Ama biz o günde onların yanında yer alacağız…
O gün konuyu ne Mehter marşına, ne İzmir marşına getireceğiz!
Konya'yı kendimiz döveriz gerekirse. Ama kimseye ezdirmeyiz...
…
İkinci acil konu; Konya’nın sahipsizliği…
Konyaspor’un aldığı ceza onandı. Başbakan’ın vaadine rağmen hemde! Olayın vahametini ve boyutlarını varın siz düşünün gayri… Bu seferde bundan yola çıkarak gördük sahipsizliği.
…
Burada da önce şu konuyu iyi anlamak gerek;
Konya bir Başkent’tir. Tüm ruhuyla…
Ve bütün başkentler gibi çelişmeleri, çekişmeleri, entrikaları, siyasi yarışları, desiseleri de fazlaca olacak…
Doğal… Doğal olmayan tüm bunların şehre dışarıda zarar verir hale gelmesi...
Birbirlerine zarar vermek isteyen kişilerin ve grupların beceriksizce kavgalarının , doğrudan ya da dolaylı olarak, Konya’ya zarar verdiğinin farkına varılması gerekiyor artık.

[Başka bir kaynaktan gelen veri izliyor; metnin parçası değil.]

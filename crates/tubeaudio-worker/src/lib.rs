//! Queue-driven audio extraction worker.
//!
//! This crate provides:
//! - Queue listener feeding a bounded in-process buffer
//! - Sequential pipeline runner (decode, download, transcode, upload, notify)
//! - Lifecycle manager acknowledging finished items
//! - Supervisor wiring configured stages and handling shutdown

pub mod config;
pub mod error;
pub mod lifecycle;
pub mod listener;
pub mod logging;
pub mod retry;
pub mod runner;
pub mod supervisor;

pub use config::{NotifierKind, UploaderKind, WorkerConfig};
pub use error::{StageError, WorkerError, WorkerResult};
pub use lifecycle::{DeliveryMode, LifecycleManager};
pub use listener::{ListenerExit, QueueListener};
pub use logging::ItemLogger;
pub use retry::{Backoff, FailureTracker};
pub use runner::{ItemOutcome, PipelineRunner, PipelineState, Stages};
pub use supervisor::Supervisor;
//! Capability traits for the media stages of the pipeline.

use async_trait::async_trait;

use tubeaudio_models::{DownloadResult, TranscodedMedia, VideoId};

use crate::error::{DownloadError, TranscodeError};

/// Fetches the media for a video identifier.
///
/// Implementations must not retry internally.
#[async_trait]
pub trait Downloader: Send + Sync {
    /// Get the name of this downloader for logging.
    fn name(&self) -> &'static str;

    /// Fetch the media and its title.
    async fn download(&self, video_id: &VideoId) -> Result<DownloadResult, DownloadError>;
}

/// Converts fetched media into the target audio encoding.
///
/// Implementations must not perform network or queue I/O.
#[async_trait]
pub trait Transcoder: Send + Sync {
    /// Get the name of this transcoder for logging.
    fn name(&self) -> &'static str;

    /// Transcode the given media bytes.
    async fn transcode(&self, input: Vec<u8>) -> Result<TranscodedMedia, TranscodeError>;
}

Bu çekişmeler büyük boşluklar doğuruyor ve bu boşluklar başka lobiler tarafından dolduruluyor…
Olanda şehre ve şehrin geleceğine oluyor.

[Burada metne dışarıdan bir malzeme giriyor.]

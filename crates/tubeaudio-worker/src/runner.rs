//! Pipeline runner: drives one item at a time through the stages.

use std::fmt;
use std::sync::Arc;

use tokio::sync::mpsc;
use tracing::{info, Instrument};

use tubeaudio_media::{Downloader, Transcoder};
use tubeaudio_models::{decode_video_id, CompletionEvent, EventFormat, VideoId};
use tubeaudio_notify::Notifier;
use tubeaudio_queue::WorkItem;
use tubeaudio_storage::Uploader;

use crate::error::StageError;
use crate::lifecycle::LifecycleManager;
use crate::logging::ItemLogger;

/// Pipeline states in order. A failed stage jumps straight to `Done`.
#[derive(Debug, Clone, Copy, PartialEq, Eq, PartialOrd, Ord)]
pub enum PipelineState {
    Received,
    Decoded,
    Downloaded,
    Transcoded,
    Uploaded,
    Notified,
    Done,
}

impl PipelineState {
    pub fn as_str(&self) -> &'static str {
        match self {
            PipelineState::Received => "received",
            PipelineState::Decoded => "decoded",
            PipelineState::Downloaded => "downloaded",
            PipelineState::Transcoded => "transcoded",
            PipelineState::Uploaded => "uploaded",
            PipelineState::Notified => "notified",
            PipelineState::Done => "done",
        }
    }
}

impl fmt::Display for PipelineState {
    fn fmt(&self, f: &mut fmt::Formatter<'_>) -> fmt::Result {
        f.write_str(self.as_str())
    }
}

/// Result of running one item through the pipeline.
#[derive(Debug)]
pub struct ItemOutcome {
    /// Identifier, if decoding got that far
    pub video_id: Option<VideoId>,
    /// Last state reached successfully before `Done`
    pub reached: PipelineState,
    /// The error that ended processing early
    pub error: Option<StageError>,
}

impl ItemOutcome {
    pub fn is_success(&self) -> bool {
        self.error.is_none()
    }
}

/// Concrete stage implementations the runner calls.
#[derive(Clone)]
pub struct Stages {
    pub downloader: Arc<dyn Downloader>,
    pub transcoder: Arc<dyn Transcoder>,
    pub uploader: Arc<dyn Uploader>,
    pub notifier: Arc<dyn Notifier>,
}

impl fmt::Debug for Stages {
    fn fmt(&self, f: &mut fmt::Formatter<'_>) -> fmt::Result {
        f.debug_struct("Stages")
            .field("downloader", &self.downloader.name())
            .field("transcoder", &self.transcoder.name())
            .field("uploader", &self.uploader.name())
            .field("notifier", &self.notifier.name())
            .finish()
    }
}

struct Progress {
    video_id: Option<VideoId>,
    reached: PipelineState,
}

impl Progress {
    fn advance(&mut self, state: PipelineState, logger: &ItemLogger, message: &str) {
        self.reached = state;
        logger.log_stage(state.as_str(), message);
    }
}

/// Consumes buffered items strictly one at a time.
pub struct PipelineRunner {
    stages: Stages,
    event_format: EventFormat,
    lifecycle: LifecycleManager,
}

impl PipelineRunner {
    pub fn new(stages: Stages, event_format: EventFormat, lifecycle: LifecycleManager) -> Self {
        Self {
            stages,
            event_format,
            lifecycle,
        }
    }

    /// Run until the buffer's sender side is dropped and the buffer is empty.
    ///
    /// Returns the number of items handled.
    pub async fn run(self, mut buffer: mpsc::Receiver<WorkItem>) -> usize {
        info!("Pipeline runner started with stages {:?}", self.stages);

        let mut handled = 0usize;
        while let Some(item) = buffer.recv().await {
            self.handle(item).await;
            handled += 1;
        }

        info!("Buffer closed, runner stopping after {} item(s)", handled);
        handled
    }

    /// Process one item, then settle it with the lifecycle manager.
    pub async fn handle(&self, item: WorkItem) -> ItemOutcome {
        let outcome = self.process(&item).await;
        self.lifecycle.finish(item, &outcome).await;
        outcome
    }

    /// Drive one item through decode, download, transcode, upload and notify.
    ///
    /// Never fails: a stage error is logged and recorded in the outcome.
    pub async fn process(&self, item: &WorkItem) -> ItemOutcome {
        let mut logger = ItemLogger::new(item.id());
        let span = logger.create_span();

        async move {
            logger.log_received(item.received_at());

            let mut progress = Progress {
                video_id: None,
                reached: PipelineState::Received,
            };

            let error = match self.drive(item.body(), &mut logger, &mut progress).await {
                Ok(()) => None,
                Err(err) => {
                    logger.log_failure(&err);
                    Some(err)
                }
            };

            ItemOutcome {
                video_id: progress.video_id,
                reached: progress.reached,
                error,
            }
        }
        .instrument(span)
        .await
    }

    async fn drive(
        &self,
        body: &str,
        logger: &mut ItemLogger,
        progress: &mut Progress,
    ) -> Result<(), StageError> {
        let video_id = decode_video_id(body)?;
        logger.set_video_id(&video_id);
        progress.video_id = Some(video_id.clone());
        progress.advance(PipelineState::Decoded, logger, "Decoded video identifier");

        let download = self.stages.downloader.download(&video_id).await?;
        progress.advance(
            PipelineState::Downloaded,
            logger,
            &format!("Downloaded {} bytes ({})", download.content.len(), download.title),
        );

        let transcoded = self.stages.transcoder.transcode(download.content).await?;
        progress.advance(
            PipelineState::Transcoded,
            logger,
            &format!("Transcoded to {} bytes", transcoded.len()),
        );

        let upload = self.stages.uploader.upload(&video_id, transcoded).await?;
        progress.advance(PipelineState::Uploaded, logger, "Uploaded audio");

        let event = CompletionEvent::build(
            self.event_format,
            video_id.clone(),
            download.title,
            upload.access_url,
        );
        self.stages.notifier.notify(&event).await?;
        progress.advance(PipelineState::Notified, logger, "Published completion event");

        info!("Video processed: {}", video_id);
        Ok(())
    }
}

#[cfg(test)]
mod tests {
    use super::*;

    #[test]
    fn test_states_are_ordered() {
        assert!(PipelineState::Received < PipelineState::Decoded);
        assert!(PipelineState::Uploaded < PipelineState::Notified);
        assert!(PipelineState::Notified < PipelineState::Done);
        assert_eq!(PipelineState::Transcoded.to_string(), "transcoded");
    }
}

Her başkent bilir ki ‘Güçlü’ olmak zorundadır. Güçlü olmazsa yıkılır. Yıkılmazsa da böyle tarumar olur… Ve hikayenin sonunda sehrin sahipleri yıkıntının altında kalır...!

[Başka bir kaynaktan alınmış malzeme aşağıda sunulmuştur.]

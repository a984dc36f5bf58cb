//! Completion notifiers.
//!
//! This crate provides the `Notifier` capability trait and two
//! interchangeable transports for announcing a processed video:
//! - Redis pub/sub publish to a named topic
//! - Synchronous HTTP POST to a discovered service endpoint

pub mod error;
pub mod http;
pub mod notifier;
pub mod pubsub;
pub mod topics;

pub use error::{NotifyError, NotifyResult};
pub use http::{HttpNotifier, HttpNotifierConfig};
pub use notifier::Notifier;
pub use pubsub::PubSubNotifier;
pub use topics::{TopicMap, DOWNLOAD_COMPLETE_TOPIC};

Konya’nın sahipsizliği ‘Bakanının’ olmamasından falan da değil.
Kavgalarını usulünün dışına taşırdığı ve bir de her şeye rağmen zor zamanlarda kenetlenemediği için… Kenetlenebilse herşeyi olur. Bakan ne...
Anlayın artık sizin birbirinize kullandığınız kozları, başkaları Konya’nın aleyhine kullanıyor.
Şuna da hazırlıklı olun; Konya bir gün bunun farkına vardığında bu hepinizin sonu olacak!
…
Şimdi toparlanma zamanı.
İvedilikle…
…
Özetle…
Şunu herkes bilmeli ki;
Konya o kadar büyüktür ki boşluğunu başka hiçbir yer ve şey dolduramaz…
İnanmayan, haritaya baksın!
Gözlerine inanmayan da tarih kitaplarına…
Bugün tercih günü;
Bu yolda sizde Konya ile birlikte yürüyecek misiniz?
Yoksa?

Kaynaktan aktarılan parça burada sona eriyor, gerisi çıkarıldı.